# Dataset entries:
Content starts

//! In-memory source catalog and content store used by the integration tests
#![allow(dead_code)]

pub mod http_stub;

use std::collections::{HashMap, HashSet};
use std::sync::atomic::{AtomicUsize, Ordering};
use std::sync::Mutex;
use std::time::Duration;

use async_trait::async_trait;
use show_sync_lib::domain::Show;
use show_sync_lib::infrastructure::backoff::BackoffPolicy;
use show_sync_lib::infrastructure::content_store::ContentStore;
use show_sync_lib::infrastructure::source_catalog::{SourceCatalog, SourcePage};
use show_sync_lib::infrastructure::sync_error::{SyncError, SyncResult};

pub fn fast_retry(attempts: u32) -> BackoffPolicy {
    BackoffPolicy::new(attempts, Duration::from_millis(1), Duration::from_millis(4))
}

fn server_error(url: &str) -> SyncError {
    SyncError::UnexpectedStatus {
        url: url.to_string(),
        status: 500,
    }
}

/// Content store backed by a map; created shows become readable on the next index build.
#[derive(Default)]
pub struct MemoryStore {
    pub page_size: u32,
    pub shows: Mutex<Vec<Show>>,
    pub page_requests: Mutex<Vec<u32>>,
    pub creates: Mutex<Vec<Show>>,
    pub updates: Mutex<Vec<Show>>,
    pub uploads: AtomicUsize,
    /// Pages that fail to load
    pub failing_pages: HashSet<u32>,
    /// External ids whose create/update always fails
    pub failing_writes: HashSet<i64>,
    /// Every upload attempt fails
    pub failing_uploads: bool,
    pub next_id: AtomicUsize,
}

impl MemoryStore {
    pub fn with_shows(shows: Vec<Show>) -> Self {
        Self {
            page_size: 250,
            shows: Mutex::new(shows),
            ..Default::default()
        }
    }

    pub fn create_count(&self) -> usize {
        self.creates.lock().unwrap().len()
    }

    pub fn update_count(&self) -> usize {
        self.updates.lock().unwrap().len()
    }

    pub fn write_count(&self) -> usize {
        self.create_count() + self.update_count()
    }

    pub fn reset_calls(&self) {
        self.page_requests.lock().unwrap().clear();
        self.creates.lock().unwrap().clear();
        self.updates.lock().unwrap().clear();
        self.uploads.store(0, Ordering::SeqCst);
    }
}

#[async_trait]
impl ContentStore for MemoryStore {
    async fn total_items(&self) -> SyncResult<u64> {
        Ok(self.shows.lock().unwrap().len() as u64)
    }

    fn page_size(&self) -> u32 {
        self.page_size
    }

    async fn fetch_page(&self, page: u32) -> SyncResult<Vec<Show>> {
        self.page_requests.lock().unwrap().push(page);
        if self.failing_pages.contains(&page) {
            return Err(server_error(&format!("children?page={page}")));
        }
        let size = self.page_size as usize;
        let start = (page as usize - 1) * size;
        Ok(self
            .shows
            .lock()
            .unwrap()
            .iter()
            .skip(start)
            .take(size)
            .cloned()
            .collect())
    }

    async fn upload_image(&self, name: &str, source_url: &str) -> SyncResult<Option<String>> {
        self.uploads.fetch_add(1, Ordering::SeqCst);
        if !(source_url.starts_with("http://") || source_url.starts_with("https://")) {
            return Ok(None);
        }
        if self.failing_uploads {
            return Err(server_error("media"));
        }
        Ok(Some(format!("media-{name}")))
    }

    async fn create_show(&self, show: &Show) -> SyncResult<()> {
        if self.failing_writes.contains(&show.external_id) {
            return Err(server_error("content"));
        }
        let id = self.next_id.fetch_add(1, Ordering::SeqCst);
        let stored = show.clone().with_destination_id(format!("new-{id}"));
        self.shows.lock().unwrap().push(stored);
        self.creates.lock().unwrap().push(show.clone());
        Ok(())
    }

    async fn update_show(&self, show: &Show) -> SyncResult<()> {
        if self.failing_writes.contains(&show.external_id) {
            return Err(server_error("content/id"));
        }
        let mut shows = self.shows.lock().unwrap();
        if let Some(slot) = shows
            .iter_mut()
            .find(|s| s.destination_id == show.destination_id)
        {
            *slot = show.clone();
        }
        self.updates.lock().unwrap().push(show.clone());
        Ok(())
    }
}

/// Catalog of fixed pages; any page index past the last one is end-of-data.
#[derive(Default)]
pub struct MemoryCatalog {
    pub pages: Vec<Vec<Show>>,
    pub failing_pages: HashSet<u32>,
    pub requests: Mutex<HashMap<u32, usize>>,
}

impl MemoryCatalog {
    pub fn new(pages: Vec<Vec<Show>>) -> Self {
        Self {
            pages,
            ..Default::default()
        }
    }

    pub fn requests_for(&self, page: u32) -> usize {
        self.requests.lock().unwrap().get(&page).copied().unwrap_or(0)
    }

    pub fn requested_pages(&self) -> usize {
        self.requests.lock().unwrap().len()
    }
}

#[async_trait]
impl SourceCatalog for MemoryCatalog {
    async fn fetch_page(&self, page: u32) -> SyncResult<SourcePage> {
        *self.requests.lock().unwrap().entry(page).or_default() += 1;
        if self.failing_pages.contains(&page) {
            return Err(server_error(&format!("shows?page={page}")));
        }
        Ok(match self.pages.get(page as usize) {
            Some(shows) => SourcePage::Shows(shows.clone()),
            None => SourcePage::EndOfData,
        })
    }
}

pub fn source_show(id: i64, title: &str) -> Show {
    Show::new(id, title)
        .with_summary(format!("<p>{title}</p>"))
        .with_image_source_url(format!("https://static.example.com/{id}.jpg"))
        .with_genre_titles(["Drama", "Thriller"])
}

/// The stored counterpart of `source_show`, as read back from the store.
pub fn stored_show(id: i64, title: &str) -> Show {
    Show::new(id, title)
        .with_summary(format!("<p>{title}</p>"))
        .with_destination_id(format!("d-{id}"))
        .with_image_key(format!("media-{title}"))
        .with_genre_titles(["Drama", "Thriller"])
}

Content ends

# THE PROBLEM:
Every line of the records above that contains the word "SyncError" should be counted, and only the total given.

# RESULT FOR THIS TASK:
3